***** Data for this exercise *****

//! Python parser adapter.
//!
//! Extracts functions, classes, methods, module-level variables, imports,
//! calls (plain and receiver-qualified), and type information from Python
//! source using tree-sitter.

use super::{Language, LanguageParser, ParseRecord, extract_base_type, node_text, signature_line};
use crate::types::{Call, Import, ImportLink, MethodCall, Symbol, SymbolKind, TypeInfo};
use tree_sitter::{Node, Parser};

pub struct PythonParser {
    parser: Parser,
}

impl PythonParser {
    pub fn new() -> Result<Self, String> {
        let mut parser = Parser::new();
        parser
            .set_language(&Language::Python.grammar())
            .map_err(|e| format!("failed to load python grammar: {e}"))?;
        Ok(Self { parser })
    }

    fn walk(&self, node: Node, source: &str, path: &str, class: Option<&str>, out: &mut ParseRecord) {
        match node.kind() {
            "function_definition" => {
                self.extract_function(node, source, path, class, out);
                // Nested definitions inside a function body are walked with
                // the class context cleared.
                if let Some(body) = node.child_by_field_name("body") {
                    self.walk_children(body, source, path, None, out);
                }
                return;
            }
            "class_definition" => {
                self.extract_class(node, source, path, out);
                let name = node
                    .child_by_field_name("name")
                    .map(|n| node_text(n, source).to_string());
                if let Some(body) = node.child_by_field_name("body") {
                    self.walk_children(body, source, path, name.as_deref(), out);
                }
                return;
            }
            "import_statement" => self.extract_import(node, source, path, out),
            "import_from_statement" => self.extract_import_from(node, source, path, out),
            "assignment" => self.extract_assignment(node, source, path, class, out),
            "call" => self.extract_call(node, source, path, out),
            _ => {}
        }
        self.walk_children(node, source, path, class, out);
    }

    fn walk_children(
        &self,
        node: Node,
        source: &str,
        path: &str,
        class: Option<&str>,
        out: &mut ParseRecord,
    ) {
        let mut cursor = node.walk();
        for child in node.children(&mut cursor) {
            self.walk(child, source, path, class, out);
        }
    }

    fn extract_function(
        &self,
        node: Node,
        source: &str,
        path: &str,
        class: Option<&str>,
        out: &mut ParseRecord,
    ) {
        let Some(name_node) = node.child_by_field_name("name") else {
            return;
        };
        let name = node_text(name_node, source).to_string();

        // Decorators belong to the declaration for editing purposes.
        let span_node = match node.parent() {
            Some(parent) if parent.kind() == "decorated_definition" => parent,
            _ => node,
        };

        let mut parameters = Vec::new();
        if let Some(params) = node.child_by_field_name("parameters") {
            let mut cursor = params.walk();
            for param in params.children(&mut cursor) {
                match param.kind() {
                    "identifier" => parameters.push(node_text(param, source).to_string()),
                    "typed_parameter" | "typed_default_parameter" => {
                        let ident = param
                            .child_by_field_name("name")
                            .or_else(|| first_child_of_kind(param, "identifier"));
                        if let Some(ident) = ident {
                            let pname = node_text(ident, source).to_string();
                            if let Some(type_node) = param.child_by_field_name("type") {
                                out.type_infos.push(TypeInfo {
                                    name: pname.clone(),
                                    type_annotation: Some(node_text(type_node, source).to_string()),
                                    inferred_type: None,
                                    file_path: path.to_string(),
                                    line: param.start_position().row as u32 + 1,
                                });
                            }
                            parameters.push(pname);
                        }
                    }
                    "default_parameter" => {
                        if let Some(ident) = param.child_by_field_name("name") {
                            parameters.push(node_text(ident, source).to_string());
                        }
                    }
                    "list_splat_pattern" | "dictionary_splat_pattern" => {
                        parameters.push(node_text(param, source).to_string());
                    }
                    _ => {}
                }
            }
        }

        let return_type = node
            .child_by_field_name("return_type")
            .map(|n| node_text(n, source).to_string());

        let kind = if class.is_some() {
            SymbolKind::Method
        } else {
            SymbolKind::Function
        };

        out.symbols.push(Symbol {
            name,
            kind,
            file_path: path.to_string(),
            start_line: span_node.start_position().row as u32 + 1,
            end_line: span_node.end_position().row as u32 + 1,
            start_byte: span_node.start_byte(),
            end_byte: span_node.end_byte(),
            signature: Some(signature_line(node, source)),
            return_type,
            parameters: Some(parameters),
            parent_class: class.map(str::to_string),
        });
    }

    fn extract_class(&self, node: Node, source: &str, path: &str, out: &mut ParseRecord) {
        let Some(name_node) = node.child_by_field_name("name") else {
            return;
        };
        let span_node = match node.parent() {
            Some(parent) if parent.kind() == "decorated_definition" => parent,
            _ => node,
        };
        out.symbols.push(Symbol {
            name: node_text(name_node, source).to_string(),
            kind: SymbolKind::Class,
            file_path: path.to_string(),
            start_line: span_node.start_position().row as u32 + 1,
            end_line: span_node.end_position().row as u32 + 1,
            start_byte: span_node.start_byte(),
            end_byte: span_node.end_byte(),
            signature: Some(signature_line(node, source)),
            return_type: None,
            parameters: None,
            parent_class: None,
        });
    }

    fn extract_import(&self, node: Node, source: &str, path: &str, out: &mut ParseRecord) {
        let line = node.start_position().row as u32 + 1;
        let mut cursor = node.walk();
        for child in node.children(&mut cursor) {
            match child.kind() {
                "dotted_name" => out.imports.push(Import {
                    module: node_text(child, source).to_string(),
                    file_path: path.to_string(),
                    line,
                }),
                "aliased_import" => {
                    if let Some(name) = child.child_by_field_name("name") {
                        out.imports.push(Import {
                            module: node_text(name, source).to_string(),
                            file_path: path.to_string(),
                            line,
                        });
                    }
                }
                _ => {}
            }
        }
    }

    fn extract_import_from(&self, node: Node, source: &str, path: &str, out: &mut ParseRecord) {
        let line = node.start_position().row as u32 + 1;
        let Some(module_node) = node.child_by_field_name("module_name") else {
            return;
        };
        let module = node_text(module_node, source).to_string();

        out.imports.push(Import {
            module: module.clone(),
            file_path: path.to_string(),
            line,
        });

        let mut imported_symbols = Vec::new();
        let mut cursor = node.walk();
        let mut past_import_kw = false;
        for child in node.children(&mut cursor) {
            if child.kind() == "import" {
                past_import_kw = true;
                continue;
            }
            if !past_import_kw {
                continue;
            }
            match child.kind() {
                "dotted_name" | "identifier" => {
                    imported_symbols.push(node_text(child, source).to_string());
                }
                "aliased_import" => {
                    if let Some(name) = child.child_by_field_name("name") {
                        imported_symbols.push(node_text(name, source).to_string());
                    }
                }
                "wildcard_import" => imported_symbols.push("*".to_string()),
                _ => {}
            }
        }

        out.import_links.push(ImportLink {
            importer_file: path.to_string(),
            imported_module: module,
            imported_symbols,
            import_line: line,
            definition_file: None,
            definition_symbol: None,
        });
    }

    fn extract_assignment(
        &self,
        node: Node,
        source: &str,
        path: &str,
        class: Option<&str>,
        out: &mut ParseRecord,
    ) {
        let Some(left) = node.child_by_field_name("left") else {
            return;
        };
        if left.kind() != "identifier" {
            return;
        }
        let name = node_text(left, source).to_string();
        let line = node.start_position().row as u32 + 1;

        let annotation = node
            .child_by_field_name("type")
            .map(|n| node_text(n, source).to_string());

        // `x = Foo(...)` records an inferred type when the callee looks like
        // a class constructor.
        let inferred = node
            .child_by_field_name("right")
            .filter(|right| right.kind() == "call")
            .and_then(|call| call.child_by_field_name("function"))
            .and_then(|function| match function.kind() {
                "identifier" | "attribute" => {
                    let base = extract_base_type(node_text(function, source));
                    base.chars()
                        .next()
                        .filter(|c| c.is_uppercase())
                        .map(|_| base)
                }
                _ => None,
            });

        if annotation.is_some() || inferred.is_some() {
            out.type_infos.push(TypeInfo {
                name: name.clone(),
                type_annotation: annotation.clone(),
                inferred_type: inferred,
                file_path: path.to_string(),
                line,
            });
        }

        // Only module-level bindings become variable symbols.
        let module_level = class.is_none()
            && node
                .parent()
                .and_then(|p| p.parent())
                .map(|grandparent| grandparent.kind() == "module")
                .unwrap_or(false);
        if module_level {
            out.symbols.push(Symbol {
                name,
                kind: SymbolKind::Variable,
                file_path: path.to_string(),
                start_line: line,
                end_line: node.end_position().row as u32 + 1,
                start_byte: node.start_byte(),
                end_byte: node.end_byte(),
                signature: Some(signature_line(node, source)),
                return_type: None,
                parameters: None,
                parent_class: None,
            });
        }
    }

    fn extract_call(&self, node: Node, source: &str, path: &str, out: &mut ParseRecord) {
        let Some(function) = node.child_by_field_name("function") else {
            return;
        };
        let line = node.start_position().row as u32 + 1;
        match function.kind() {
            "identifier" => out.calls.push(Call {
                caller_file: path.to_string(),
                callee: node_text(function, source).to_string(),
                line,
            }),
            "attribute" => {
                let receiver = function
                    .child_by_field_name("object")
                    .map(|n| node_text(n, source).to_string());
                let method = function
                    .child_by_field_name("attribute")
                    .map(|n| node_text(n, source).to_string());
                if let (Some(receiver), Some(method)) = (receiver, method) {
                    out.method_calls.push(MethodCall {
                        caller_file: path.to_string(),
                        line,
                        receiver,
                        method,
                        receiver_type: None,
                    });
                }
            }
            _ => {}
        }
    }
}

*****

▸ Exercise requirements
Report every line in the data that holds "left", copying each one.

▸ Result for this task
        let Some(left) = node.child_by_field_name("left") else {
        if left.kind() != "identifier" {
        let name = node_text(left, source).to_string();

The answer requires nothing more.